Michael Neff, Year of the Rhinoceros, Red Hen Press, 2009

Michael Neff’s debut novel is a serio-comic jeremiad, set during the very long eight years of the Reagan administration. While extolling the life and fate of one young Manny Eden, whom we first meet as a resident of the notorious St. Elizabeth’s hospital for the mentally ill in Washington, DC., Neff is able to take a poke at the many shibboleths and mannerisms prevalent during the Reagen years, and the distressing period for our nation during which Reaganomics thrived. Neff’s writing is frequently reminiscent of other notred political satirists, from Voltaire through Vonnegut, and sometimes even calls forth the spirit of Tom (not Thomas) Wolfe, who manages to put in a personal appearance in an early chapter. Prior to Manny Eden’s incarceration in St. Elizabeth’s, (surrounded by “vomit-smelling couches” and loathsome fellow residents, male and female,) the reader learns that Eden was a bright-eyed idealist, newly arrived in DC to do his bit for the republic, although not necessarily for the Republicans. The novel shows us Eden applying for a job with an agency set up, presumably, for the protection of those heroes of our civilization, known as whistleblowers.

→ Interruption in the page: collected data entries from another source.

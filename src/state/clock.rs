//! Wall-clock access. Lock expiry and confirmation timestamps read time through [`Clock`] so tests
//! can drive simulated time.

use std::{
    sync::atomic::{AtomicI64, Ordering},
    time::{Duration, SystemTime, UNIX_EPOCH},
};

use time::{OffsetDateTime, macros::format_description};

/// Source of the current time in epoch milliseconds.
pub trait Clock: Send + Sync {
    /// Milliseconds since the Unix epoch.
    fn now_ms(&self) -> i64;
}

/// Clock backed by the operating system.
#[derive(Debug, Default, Clone, Copy)]
pub struct SystemClock;

impl Clock for SystemClock {
    fn now_ms(&self) -> i64 {
        SystemTime::now()
            .duration_since(UNIX_EPOCH)
            .map(|elapsed| elapsed.as_millis() as i64)
            .unwrap_or_default()
    }
}

/// Manually advanced clock for tests and simulations.
#[derive(Debug, Default)]
pub struct ManualClock {
    now_ms: AtomicI64,
}

impl ManualClock {
    /// Start the clock at `now_ms`.
    pub fn new(now_ms: i64) -> Self {
        Self {
            now_ms: AtomicI64::new(now_ms),
        }
    }

    /// Move the clock forward.
    pub fn advance(&self, by: Duration) {
        self.now_ms
            .fetch_add(by.as_millis() as i64, Ordering::SeqCst);
    }

    /// Jump to an absolute time.
    pub fn set(&self, now_ms: i64) {
        self.now_ms.store(now_ms, Ordering::SeqCst);
    }
}

impl Clock for ManualClock {
    fn now_ms(&self) -> i64 {
        self.now_ms.load(Ordering::SeqCst)
    }
}

/// Format epoch milliseconds as `YYYY-MM-DDTHH:MM:SS.mmmZ`.
///
/// The width is fixed, so string order equals chronological order.
pub fn iso_timestamp(epoch_ms: i64) -> String {
    let format = format_description!(
        "[year]-[month]-[day]T[hour]:[minute]:[second].[subsecond digits:3]Z"
    );
    OffsetDateTime::from_unix_timestamp_nanos(i128::from(epoch_ms) * 1_000_000)
        .ok()
        .and_then(|datetime| datetime.format(format).ok())
        .unwrap_or_else(|| "invalid-timestamp".into())
}
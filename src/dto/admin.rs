//! DTO definitions used by the admin and roster routes.

use serde::Serialize;
use utoipa::ToSchema;

/// Outcome of a full reset.
#[derive(Debug, Serialize, ToSchema)]
pub struct ResetResponse {
    pub message: String,
    /// Boards whose keys were wiped.
    pub boards: Vec<String>,
}

/// Configured boards, in display order.
#[derive(Debug, Serialize, ToSchema)]
pub struct BoardListResponse {
    pub boards: Vec<String>,
}

/// Fresh session token for clients that do not generate their own.
#[derive(Debug, Serialize, ToSchema)]
pub struct SessionResponse {
    pub session_id: String,
}
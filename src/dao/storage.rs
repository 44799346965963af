use std::error::Error;
use thiserror::Error;

/// Result alias for storage operations.
pub type StorageResult<T> = Result<T, StorageError>;

/// Error raised by storage backends regardless of the underlying database.
#[derive(Debug, Error)]
pub enum StorageError {
    /// The backend could not be reached or rejected the request.
    #[error("storage unavailable: {message}")]
    Unavailable {
        message: String,
        #[source]
        source: Box<dyn Error + Send + Sync>,
    },
    /// A stored value does not have the expected shape.
    #[error("stored value under `{key}` is corrupted")]
    Corrupted {
        key: String,
        #[source]
        source: serde_json::Error,
    },
    /// A value just written could not be read back.
    #[error("value written under `{key}` could not be read back")]
    ReadBack { key: String },
}

impl StorageError {
    /// Construct an unavailable error from any backend failure.
    pub fn unavailable(message: String, source: impl Error + Send + Sync + 'static) -> Self {
        StorageError::Unavailable {
            message,
            source: Box::new(source),
        }
    }

    /// Construct a corruption error for the value stored under `key`.
    pub fn corrupted(key: impl Into<String>, source: serde_json::Error) -> Self {
        StorageError::Corrupted {
            key: key.into(),
            source,
        }
    }
}
//! Advisory edit lock of a board.
//!
//! The lock is plain data (owner session + acquisition time) persisted in the store, never an
//! in-process mutex: it has to survive restarts and be visible to every server instance. Expiry
//! is lazy, every read recomputes liveness against the current time, so callers must go through
//! [`inspect`] before trusting a stored lock.

use std::time::Duration;

use thiserror::Error;

/// How long a lock stays valid after its last acquisition or renewal.
pub const LOCK_TIMEOUT: Duration = Duration::from_secs(3 * 60);
/// [`LOCK_TIMEOUT`] in epoch milliseconds arithmetic.
pub const LOCK_TIMEOUT_MS: i64 = LOCK_TIMEOUT.as_millis() as i64;

/// Lock record as persisted for a board.
#[derive(Debug, Clone, PartialEq, Eq)]
pub struct EditLock {
    /// Opaque, caller-supplied session identifier owning the lock.
    pub session_id: String,
    /// Epoch milliseconds of the last acquire/renew.
    pub acquired_at_ms: i64,
}

impl EditLock {
    /// Milliseconds elapsed since the lock was acquired.
    pub fn age_ms(&self, now_ms: i64) -> i64 {
        now_ms - self.acquired_at_ms
    }

    /// Whether the lock is past its deadline.
    pub fn is_expired(&self, now_ms: i64) -> bool {
        self.age_ms(now_ms) >= LOCK_TIMEOUT_MS
    }

    /// Milliseconds left before expiry, clamped at zero.
    pub fn remaining_ms(&self, now_ms: i64) -> i64 {
        (LOCK_TIMEOUT_MS - self.age_ms(now_ms)).max(0)
    }
}

/// Lock state as observed at a given instant.
#[derive(Debug, Clone, PartialEq, Eq)]
pub enum LockView {
    /// Nobody holds a live lock.
    Unlocked,
    /// A live lock is held.
    Held {
        /// Session owning the lock.
        owner: String,
        /// Epoch milliseconds of the last acquire/renew.
        acquired_at_ms: i64,
        /// Milliseconds left before expiry.
        remaining_ms: i64,
    },
}

impl LockView {
    /// Whether a live lock exists.
    pub fn is_locked(&self) -> bool {
        matches!(self, LockView::Held { .. })
    }
}

/// Outcome of an acquire request.
#[derive(Debug, Clone, PartialEq, Eq)]
pub enum AcquireDecision {
    /// The caller obtains (or renews) the lock; the record must be written.
    Grant {
        /// Lock record to persist.
        lock: EditLock,
        /// True when the caller already held a live lock.
        renewed: bool,
    },
    /// A different session holds a live lock.
    Deny {
        /// Milliseconds before the current lock expires.
        remaining_ms: i64,
    },
}

/// Release was requested by a session that does not hold the live lock.
#[derive(Debug, Clone, PartialEq, Eq, Error)]
#[error("lock on the board is owned by another session")]
pub struct NotOwner;

/// Project a stored lock onto its live view. Expired locks read as unlocked.
pub fn inspect(stored: Option<&EditLock>, now_ms: i64) -> LockView {
    match stored {
        Some(lock) if !lock.is_expired(now_ms) => LockView::Held {
            owner: lock.session_id.clone(),
            acquired_at_ms: lock.acquired_at_ms,
            remaining_ms: lock.remaining_ms(now_ms),
        },
        _ => LockView::Unlocked,
    }
}

/// Decide an acquire request from `session_id` against the stored lock.
pub fn decide_acquire(stored: Option<&EditLock>, session_id: &str, now_ms: i64) -> AcquireDecision {
    let renewed = match inspect(stored, now_ms) {
        LockView::Held {
            owner,
            remaining_ms,
            ..
        } => {
            if owner != session_id {
                return AcquireDecision::Deny { remaining_ms };
            }
            true
        }
        LockView::Unlocked => false,
    };

    AcquireDecision::Grant {
        lock: EditLock {
            session_id: session_id.to_owned(),
            acquired_at_ms: now_ms,
        },
        renewed,
    }
}

/// Check whether the lock may be deleted on behalf of `requester`.
///
/// Without a requester the release is unconditional. A requester only fails when a live lock is
/// held by somebody else.
pub fn check_release(
    stored: Option<&EditLock>,
    requester: Option<&str>,
    now_ms: i64,
) -> Result<(), NotOwner> {
    let Some(requester) = requester else {
        return Ok(());
    };

    match inspect(stored, now_ms) {
        LockView::Held { owner, .. } if owner != requester => Err(NotOwner),
        _ => Ok(()),
    }
}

Today, that word clearly defines men and women courageous enough to stand up against the hugest corporate machines dedicated to the proliferation of tobacco, firearms, and what is humorously known as “individual liberties” of many different kinds–all liberties, in fact, which exclude such “excesses” as arms control, legalized abortion, abolition of the death penalty, and universal health care. In his quest to do his best for his country, the candid Manny falls into the clutches of a certain Mr. Hunsecker, who apparently recruits for The Office of Whistleblower Counsel in Reagan’s administration. This agency has, as framed by Manny Eden’s reveries and Michael Neff’s intricate prose, purportedly “helped a whistleblower regain his job at the Justice Department,” and Manny is eager to contribute his energy and intelligence to The Cause.

Eden’s subsequent career, which guides him straight into the padded intake cells of St. Elizabeth’s, (an institution which gained its greatest share of notoriety as being the place in which American poetic luminary Ezra Pound was detained for mental illness after siding with the Fascists during WW II), creates much of the fabric of this fast-paced, glistening novel. The plot is an amalgam of the recounting of various misfits, miscreants and “perky” misses who comprise the population of the Reaganesque and Washingtonian world of the 80s. Neff’s eclectic and rapid-fire prose reminds this reader of the history of the innocent Candide in the words of that great French cynic, Voltaire, and owes some of its literary debt as well to contemporary writers such as Vonnegut, Kesey, and the abovementioned Tom Wolfe. Manny chases Eden, integrity, women and happiness in that order, and finds himself in St. Elizabeth’s after Reaganomics spits him out with impunity, as it did so many others, along with their ideals.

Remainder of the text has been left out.